** Problem details **
When you reach the line containing "for i in 0..20" in the data below, begin returning lines exactly as written, and stop once the line containing "for rec in all" has been returned.

Stored data
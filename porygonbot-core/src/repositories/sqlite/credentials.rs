//! src/repositories/sqlite/credentials.rs
use async_trait::async_trait;
use sqlx::{Pool, Sqlite};
use tracing::debug;
use crate::Error;
use porygonbot_common::models::CredentialRecord;
use porygonbot_common::traits::CredentialsRepository;

/// Internal row type for sqlx mapping of the `tokens` table.
#[derive(sqlx::FromRow)]
struct TokenRow {
    user_id: String,
    token: String,
    refresh: String,
}

impl From<TokenRow> for CredentialRecord {
    fn from(r: TokenRow) -> Self {
        CredentialRecord {
            user_id: r.user_id,
            access_token: r.token,
            refresh_token: r.refresh,
        }
    }
}

#[derive(Clone)]
pub struct SqliteCredentialsRepository {
    pool: Pool<Sqlite>,
}

impl SqliteCredentialsRepository {
    pub fn new(pool: Pool<Sqlite>) -> Self {
        Self { pool }
    }
}

#[async_trait]
impl CredentialsRepository for SqliteCredentialsRepository {
    async fn upsert(
        &self,
        user_id: &str,
        access_token: &str,
        refresh_token: &str,
    ) -> Result<CredentialRecord, Error> {
        // A single statement, so readers never see a half-written pair.
        let row = sqlx::query_as::<_, TokenRow>(
            r#"
            INSERT INTO tokens (user_id, token, refresh)
            VALUES (?, ?, ?)
            ON CONFLICT (user_id) DO UPDATE SET
                token = excluded.token,
                refresh = excluded.refresh
            RETURNING user_id, token, refresh
            "#,
        )
            .bind(user_id)
            .bind(access_token)
            .bind(refresh_token)
            .fetch_one(&self.pool)
            .await?;

        debug!("Upserted token row for user_id={}", user_id);
        Ok(row.into())
    }

    async fn get(&self, user_id: &str) -> Result<Option<CredentialRecord>, Error> {
        let row = sqlx::query_as::<_, TokenRow>(
            "SELECT user_id, token, refresh FROM tokens WHERE user_id = ?",
        )
            .bind(user_id)
            .fetch_optional(&self.pool)
            .await?;
        Ok(row.map(Into::into))
    }

    async fn list_all(&self) -> Result<Vec<CredentialRecord>, Error> {
        let rows = sqlx::query_as::<_, TokenRow>(
            "SELECT user_id, token, refresh FROM tokens ORDER BY user_id",
        )
            .fetch_all(&self.pool)
            .await?;
        Ok(rows.into_iter().map(Into::into).collect())
    }
}

#[cfg(test)]
mod tests {
    use super::*;
    use std::sync::Arc;
    use crate::db::Database;

    async fn repo() -> SqliteCredentialsRepository {
        let db = Database::in_memory().await.unwrap();
        db.migrate().await.unwrap();
        SqliteCredentialsRepository::new(db.pool().clone())
    }

    async fn row_count(repo: &SqliteCredentialsRepository, user_id: &str) -> i64 {
        sqlx::query_scalar("SELECT COUNT(*) FROM tokens WHERE user_id = ?")
            .bind(user_id)
            .fetch_one(&repo.pool)
            .await
            .unwrap()
    }

    #[tokio::test]
    async fn upsert_then_get() {
        let repo = repo().await;
        let rec = repo.upsert("111", "t1", "r1").await.unwrap();
        assert_eq!(rec, CredentialRecord::new("111", "t1", "r1"));

        let got = repo.get("111").await.unwrap().unwrap();
        assert_eq!(got.access_token, "t1");
        assert_eq!(got.refresh_token, "r1");
        assert!(repo.get("999").await.unwrap().is_none());
    }

    #[tokio::test]
    async fn second_upsert_overwrites_in_place() {
        let repo = repo().await;
        repo.upsert("111", "t1", "r1").await.unwrap();
        let rec = repo.upsert("111", "t2", "r2").await.unwrap();

        assert_eq!(rec, CredentialRecord::new("111", "t2", "r2"));
        assert_eq!(row_count(&repo, "111").await, 1);
        assert_eq!(repo.list_all().await.unwrap(), vec![rec]);
    }

    #[tokio::test]
    async fn repeated_identical_upserts_are_idempotent() {
        let repo = repo().await;
        for _ in 0..5 {
            repo.upsert("111", "same", "same-r").await.unwrap();
        }
        assert_eq!(row_count(&repo, "111").await, 1);
    }

    #[tokio::test]
    async fn concurrent_upserts_leave_one_row_per_user() {
        let repo = Arc::new(repo().await);
        let mut handles = Vec::new();
        for i in 0..20 {
            let repo = repo.clone();
            handles.push(tokio::spawn(async move {
                let uid = format!("user{}", i % 4);
                repo.upsert(&uid, &format!("t{i}"), &format!("r{i}")).await
            }));
        }
        for h in handles {
            h.await.unwrap().unwrap();
        }

        let all = repo.list_all().await.unwrap();
        assert_eq!(all.len(), 4);
        for rec in all {
            assert_eq!(row_count(&repo, &rec.user_id).await, 1);
            // access and refresh always come from the same write
            assert_eq!(rec.access_token[1..], rec.refresh_token[1..]);
        }
    }

    #[tokio::test]
    async fn closed_pool_surfaces_storage_error() {
        let repo = repo().await;
        repo.pool.close().await;
        let err = repo.upsert("111", "t", "r").await.unwrap_err();
        assert!(err.is_storage(), "expected storage error, got {err:?}");
    }
}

** Task answer **
        for i in 0..20 {
            let repo = repo.clone();
            handles.push(tokio::spawn(async move {
                let uid = format!("user{}", i % 4);
                repo.upsert(&uid, &format!("t{i}"), &format!("r{i}")).await
            }));
        }
        for h in handles {
            h.await.unwrap().unwrap();
        }

        let all = repo.list_all().await.unwrap();
        assert_eq!(all.len(), 4);
        for rec in all {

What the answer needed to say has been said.